For U.S. companies, Latin America looks promising. According to Ulysses S. Knotts III, a management consultant with KPMG Peat Marwick in Fort Lauderdale, the domestic telecommunications industry in the U.S. is entering a phase of rapid price decreases and technological advances, similar to the computer industry. "It's going to be a classic product maturity case. All the products will become commodities," he says, adding that cellular companies may cut prices when PCS systems are built, making it harder for PCS operators to take customers from the cellular industry in the U.S.

In Latin America, however, PCS won't be just a low-priced alternative for people who want to carry phones in their cars; in some places, it may be the only efficient phone system available.

For business, the implications are profound. In addition to improving its international phone connections through satellite technology, a company in a Latin nation might employ PCS or cellular technology to improve its communications within the nation, thus creating a totally wireless phone system for itself. "A whole series of technologies are going to come into play," Knotts says.

Florida companies are poised to capitalize on the market. One is Miami-based TeleLink International Corp., which offers a wireless financial transaction system for bank ATM machines, credit card authorization machines and even lottery systems, through a subsidiary called WinComm.

Most banks lease land-based telephone lines for their ATM machines; transactions are phoned into a central processing system. The WinComm wireless system claims to be faster, as secure and cheaper than land lines. Evert Anderson, a TeleLink executive vice-president who spent 12 years in Latin America and other foreign markets as an AT&T executive, says a bank typically pays $300 to $400 per month for phone lines for each ATM, while WinComm can offer a wireless alternative for $99 per month.
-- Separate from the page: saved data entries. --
//! Language model trait and types

use async_trait::async_trait;
use serde::{Deserialize, Serialize};

use crate::error::GenerationError;

/// Sampling options forwarded to the model backend
#[derive(Debug, Clone, Default, PartialEq, Serialize, Deserialize)]
pub struct GenerationConfig {
    pub temperature: Option<f32>,
    pub top_p: Option<f32>,
    pub top_k: Option<u32>,
    /// Upper bound on generated tokens
    pub max_tokens: Option<u32>,
    pub stop_sequences: Vec<String>,
}

impl GenerationConfig {
    /// True when no option deviates from the backend defaults
    pub fn is_default(&self) -> bool {
        self == &GenerationConfig::default()
    }
}

/// Trait for language model backends
///
/// A single free-form completion: the assembled prompt goes in, the
/// completion text comes out.
#[async_trait]
pub trait LanguageModel: Send + Sync {
    /// Complete `prompt`
    async fn generate(&self, prompt: &str) -> Result<String, GenerationError>;

    /// Name of the model answering
    fn model_name(&self) -> &str;
}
WinComm has licenses for 204 U.S. markets out of the 240 overseen by the Federal Communications Commission. Now, WinComm is eying Latin America, where land-based phone lines generally are too unreliable to handle the data processing required by an ATM. Anderson says WinComm can lease space on an existing radio tower, encrypt all data traveling over its frequency and have a secure system in place for Latin banks to open ATMs. Though WinComm has focused on the U.S. market so far, it hopes that foreign customers will account for half its revenues within two years.

"In Latin America this is not just a better technology; it is a new technology," Anderson says. "We would provide a variety of financial services where previously there were none available."

Another company poised to grow in Latin America is Americatel Corp., a Miami-based company that is 80% owned by Entel Chile, the largest long-distance carrier in Chile. Americatel last year opened its $12 million Miami facilities. The company sells long-distance service between the U.S. and nine Latin countries using satellite technology, bypassing often-unreliable Latin phone lines. For a U.S. company with multiple locations in, say, Brazil, Americatel can connect the central location to the U.S., via satellite, and to outlying offices via 2.4 meter antennas.

Patricio Northland, co-founder and director of Americatel, says technological advances will speed economic progress in Latin America and that a continuing commitment to deregulation will put more phones, both wired and wireless, into people's hands.

"I think that technology plays a certain role," he says, "but the thing that's [driving] events in the region is deregulation and privatization." In Chile, for example, competition between eight long-distance carriers means it costs just 50 cents a minute for long-distance service to the U.S., compared to as much as $3 per minute in Brazil.

Luis J. Lauredo, director of Miami law firm Greenberg Traurig's international consulting group, says that years ago, prior to privatization, securing a telephone line in Argentina was so difficult that divorcing couples squabbled over who kept the phone. On a trip in April, he noticed advertisements by two phone companies promising a telephone line within three weeks of the order date.

Northland says most Latin countries will have fully deregulated telephone industries by 1998, after which he predicts "a major revolution" in telecommunications and economic progress. "I think definitely there will be dramatic changes, radical changes in a couple of years," he says.